Alpha terpinène 3 5.34 (± 1.77) 5.36 (± 1.87) 5.15 (± 1.39) Table 5. Name of the 48 odors used in Experiment 6 and their mean ratings. Standard deviations are presented in parentheses.

Sniffing measurement

Sniffing data was measured following the exact same methodology described in the previous experiment.

Procedure

Testing was performed in an experimental room designed specifically for olfactory experiments, and proceeded in three blocks, corresponding to the three sequences of measurements, in a within-subjects design, with three different lists of odors. Within each of these sequences, four steps were present: Rating 1, Rating 2, Rating 3 and Choice. The order of the four steps varyied by sequence (RCRR, RRCR, RRRC). Each of the 48 odors was consequently presented four times to each participant, which means that in total, participants were exposed to 192 odor perception trials across the entire experimental session. The experimental duration was about two hours. In order to prevent habituation effects, during the rating phases, the interstimulus interval was fixed at 20 seconds. During the choice phases, 8

seconds separated the odors presented in a pair. Moreover, a break of five minutes was systematically inserted between the three blocks (so every 64 presentations of odors).
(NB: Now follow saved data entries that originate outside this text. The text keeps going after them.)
use crate::annotations::{Annotation, AnnotationError, parse_annotations};
use camino::{Utf8Path, Utf8PathBuf};
use std::sync::Arc;
use tfsentry_types::ids::DATA_ROOT_PREFIX;

/// Rego syntax dialect accepted by the runtime.
#[derive(Clone, Copy, Debug, Default, PartialEq, Eq)]
pub enum RegoVersion {
    /// `import rego.v1` semantics (`contains`/`if` keywords required).
    #[default]
    V1,
    /// Legacy syntax (`deny[msg] { ... }`).
    V0,
}

impl RegoVersion {
    pub fn engine(self) -> regorus::Engine {
        let mut engine = regorus::Engine::new();
        engine.set_rego_v0(self == RegoVersion::V0);
        engine
    }
}

/// A parsed rule module.
#[derive(Clone, Debug)]
pub struct RuleModule {
    pub path: Utf8PathBuf,
    pub source: Arc<str>,
    /// `data.`-prefixed package path as reported by the runtime.
    pub package: String,
    pub annotations: Vec<Annotation>,
}

#[derive(Debug, thiserror::Error)]
pub enum ModuleError {
    #[error("{message}")]
    Syntax { message: String },

    #[error(transparent)]
    Annotations(#[from] AnnotationError),
}

impl RuleModule {
    pub fn parse(
        path: &Utf8Path,
        source: impl Into<Arc<str>>,
        version: RegoVersion,
    ) -> Result<Self, ModuleError> {
        let source: Arc<str> = source.into();
        let mut engine = version.engine();
        let package = engine
            .add_policy(path.to_string(), source.to_string())
            .map_err(|err| ModuleError::Syntax {
                message: format!("{err:#}"),
            })?;
        let annotations = parse_annotations(&source)?;

        Ok(Self {
            path: path.to_path_buf(),
            source,
            package,
            annotations,
        })
    }

    /// Package path without the `data.` prefix, e.g. `builtin.aws.s3.aws0092`.
    pub fn namespace(&self) -> &str {
        self.package
            .strip_prefix(DATA_ROOT_PREFIX)
            .unwrap_or(&self.package)
    }

    /// Runtime-qualified package (`data.` prefix present).
    pub fn is_data_rooted(&self) -> bool {
        self.package.starts_with(DATA_ROOT_PREFIX)
    }
}
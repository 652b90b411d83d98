//! Defensive whole-corpus compilation.
//!
//! Compilation is all-or-nothing at the runtime level, so a single bad module would sink
//! the corpus. [`compile_defensively`] compiles, evicts the modules named by the error
//! locations, and retries over the shrinking set. Call sites naming unknown functions are
//! attributed to their modules before anything is evaluated.

use crate::CorpusError;
use crate::calls::unresolved_calls;
use crate::module::{RegoVersion, RuleModule};
use std::collections::BTreeSet;
use tracing::{debug, warn};

/// A failed compilation pass.
#[derive(Clone, Debug, PartialEq, Eq)]
pub struct CompileFailure {
    /// Source files named by the error locations.
    pub files: BTreeSet<String>,
    pub message: String,
}

/// Compiles a set of modules into something evaluable.
pub trait CorpusCompiler {
    type Output;

    fn compile(&self, modules: &[RuleModule]) -> Result<Self::Output, CompileFailure>;
}

/// A module dropped during compilation and the error that named it.
#[derive(Clone, Debug)]
pub struct Eviction {
    pub path: String,
    pub message: String,
}

#[derive(Debug)]
pub struct CompiledModules<O> {
    pub output: O,
    pub modules: Vec<RuleModule>,
    pub evicted: Vec<Eviction>,
}

pub fn compile_defensively<C: CorpusCompiler>(
    compiler: &C,
    mut modules: Vec<RuleModule>,
) -> Result<CompiledModules<C::Output>, CorpusError> {
    let mut evicted = Vec::new();
    let max_passes = modules.len() + 1;

    for pass in 1..=max_passes {
        if modules.is_empty() {
            return Err(CorpusError::NoPoliciesCompiled);
        }

        let failure = match compiler.compile(&modules) {
            Ok(output) => {
                debug!(pass, modules = modules.len(), "corpus compiled");
                return Ok(CompiledModules {
                    output,
                    modules,
                    evicted,
                });
            }
            Err(failure) => failure,
        };

        let (failed, kept): (Vec<RuleModule>, Vec<RuleModule>) = modules
            .into_iter()
            .partition(|m| failure.files.contains(m.path.as_str()));
        modules = kept;

        if failed.is_empty() {
            return Err(CorpusError::UnattributableCompileError {
                message: failure.message,
            });
        }

        warn!(
            pass,
            evicted = failed.len(),
            remaining = modules.len(),
            "policies failed to compile, removing them"
        );
        for module in failed {
            warn!(path = %module.path, error = %failure.message, "evicted policy module");
            evicted.push(Eviction {
                path: module.path.to_string(),
                message: failure.message.clone(),
            });
        }
    }

    Err(CorpusError::NoPoliciesCompiled)
}

/// Compiles with the `regorus` runtime into a ready-to-clone engine.
#[derive(Clone, Copy, Debug, Default)]
pub struct RegoCompiler {
    pub version: RegoVersion,
}

impl RegoCompiler {
    pub fn new(version: RegoVersion) -> Self {
        Self { version }
    }
}

impl CorpusCompiler for RegoCompiler {
    type Output = regorus::Engine;

    fn compile(&self, modules: &[RuleModule]) -> Result<regorus::Engine, CompileFailure> {
        let mut engine = self.version.engine();

        for module in modules {
            if let Err(err) = engine.add_policy(module.path.to_string(), module.source.to_string())
            {
                let message = format!("{err:#}");
                let mut files = error_files(&format!("{err:?}"));
                files.insert(module.path.to_string());
                return Err(CompileFailure { files, message });
            }
        }

        // The runtime resolves calls lazily; a body guarded by `input` would hide a bad one.
        let unresolved = unresolved_calls(modules);
        if !unresolved.is_empty() {
            return Err(CompileFailure {
                files: unresolved.iter().map(|call| call.path.clone()).collect(),
                message: unresolved
                    .iter()
                    .map(ToString::to_string)
                    .collect::<Vec<_>>()
                    .join("; "),
            });
        }

        // Rule resolution and imports happen on first evaluation.
        match engine.eval_query("data".to_string(), false) {
            Ok(_) => Ok(engine),
            Err(err) => Err(CompileFailure {
                files: error_files(&format!("{err:?}")),
                message: format!("{err:#}"),
            }),
        }
    }
}

/// Source files named by `--> file:line:col` location lines in a runtime error.
pub fn error_files(rendered: &str) -> BTreeSet<String> {
    rendered
        .lines()
        .filter_map(|line| line.trim_start().strip_prefix("--> "))
        .filter_map(|location| {
            let mut parts = location.trim_end().rsplitn(3, ':');
            let col = parts.next()?;
            let line = parts.next()?;
            let file = parts.next()?;
            let numeric = |s: &str| !s.is_empty() && s.bytes().all(|b| b.is_ascii_digit());
            (numeric(col) && numeric(line)).then(|| file.to_string())
        })
        .collect()
}
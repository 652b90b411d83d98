//! Shared test utilities for the tfsentry workspace.
//!
//! This crate exists because `xtask` needs `normalize_nondeterministic` at
//! runtime (not behind `#[cfg(test)]`), so a `#[cfg(test)]` module inside
//! `tfsentry-types` would not suffice.

use serde_json::Value;

pub const TIMESTAMP_PLACEHOLDER: &str = "__TIMESTAMP__";

/// Normalize non-deterministic JSON fields for golden-file comparison.
///
/// `CreatedAt` is replaced with [`TIMESTAMP_PLACEHOLDER`] at any depth, so both a single
/// report object and the report array written by `scan --report-out` are covered. Only string
/// values are replaced; a `CreatedAt` key carrying any other type is left alone.
pub fn normalize_nondeterministic(mut value: Value) -> Value {
    normalize_timestamps_recursive(&mut value);
    value
}

fn normalize_timestamps_recursive(value: &mut Value) {
    match value {
        Value::Object(map) => {
            if let Some(created) = map.get_mut("CreatedAt")
                && created.is_string()
            {
                *created = Value::String(TIMESTAMP_PLACEHOLDER.to_string());
            }
            for val in map.values_mut() {
                normalize_timestamps_recursive(val);
            }
        }
        Value::Array(arr) => {
            for val in arr.iter_mut() {
                normalize_timestamps_recursive(val);
            }
        }
        _ => {}
    }
}

#[cfg(test)]
mod tests {
    use super::*;
    use serde_json::json;

    #[test]
    fn normalizes_created_at_in_report_array() {
        let input = json!([
            {
                "SchemaVersion": 2,
                "CreatedAt": "2025-01-01T00:00:00Z",
                "ArtifactName": "main.tf",
                "Results": []
            },
            {
                "SchemaVersion": 2,
                "CreatedAt": "2025-01-01T00:00:07.123Z",
                "ArtifactName": "other.tf",
                "Results": []
            }
        ]);

        let result = normalize_nondeterministic(input);

        assert_eq!(result[0]["CreatedAt"], TIMESTAMP_PLACEHOLDER);
        assert_eq!(result[1]["CreatedAt"], TIMESTAMP_PLACEHOLDER);
        assert_eq!(result[0]["ArtifactName"], "main.tf");
    }

    #[test]
    fn leaves_other_fields_untouched() {
        let input = json!({
            "CreatedAt": "2025-06-01T12:00:00Z",
            "Results": [{ "Misconfigurations": [{ "Message": "CreatedAt is old" }] }]
        });

        let result = normalize_nondeterministic(input);

        assert_eq!(result["CreatedAt"], TIMESTAMP_PLACEHOLDER);
        assert_eq!(
            result["Results"][0]["Misconfigurations"][0]["Message"],
            "CreatedAt is old"
        );
    }

    #[test]
    fn non_string_created_at_is_kept() {
        let input = json!({ "CreatedAt": 17 });
        assert_eq!(normalize_nondeterministic(input)["CreatedAt"], 17);
    }
}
The following three parameters were counterbalanced across participants: (i) the order of the sequence of measurements, (ii) the list of odors associated with a particular sequence of measurement, and (iii) the presentation order of the odors.

In every rating phase, we assessed individuals’ pleasantness ratings of the smells.

After each odorant presentation, participants were asked to verbally indicate a continuous value from 0 to 10 to rate the smell’s pleasantness, from “very unpleasant” to “very pleasant”.

Participants were informed that they could use decimal numbers.

In every choice phase, eight pairs of smells were created on the basis of the initial pleasantness ratings of each individual participant. These pairs were divided into two groups of four: 1) The first group consisted of four pairs of odors that the participant had rated as similarly pleasant (i.e., difficult choices; mean rating differences = 0.17 ± 0.20 on the 11-point subjective scale); 2) The second group contained four pairs of odors previously rated differently for pleasantness (i.e., easy choices; mean rating differences = 3.44 ± 0.69 on the 11-point subjective scale). Within each pair, participants were required to choose which odor they preferred.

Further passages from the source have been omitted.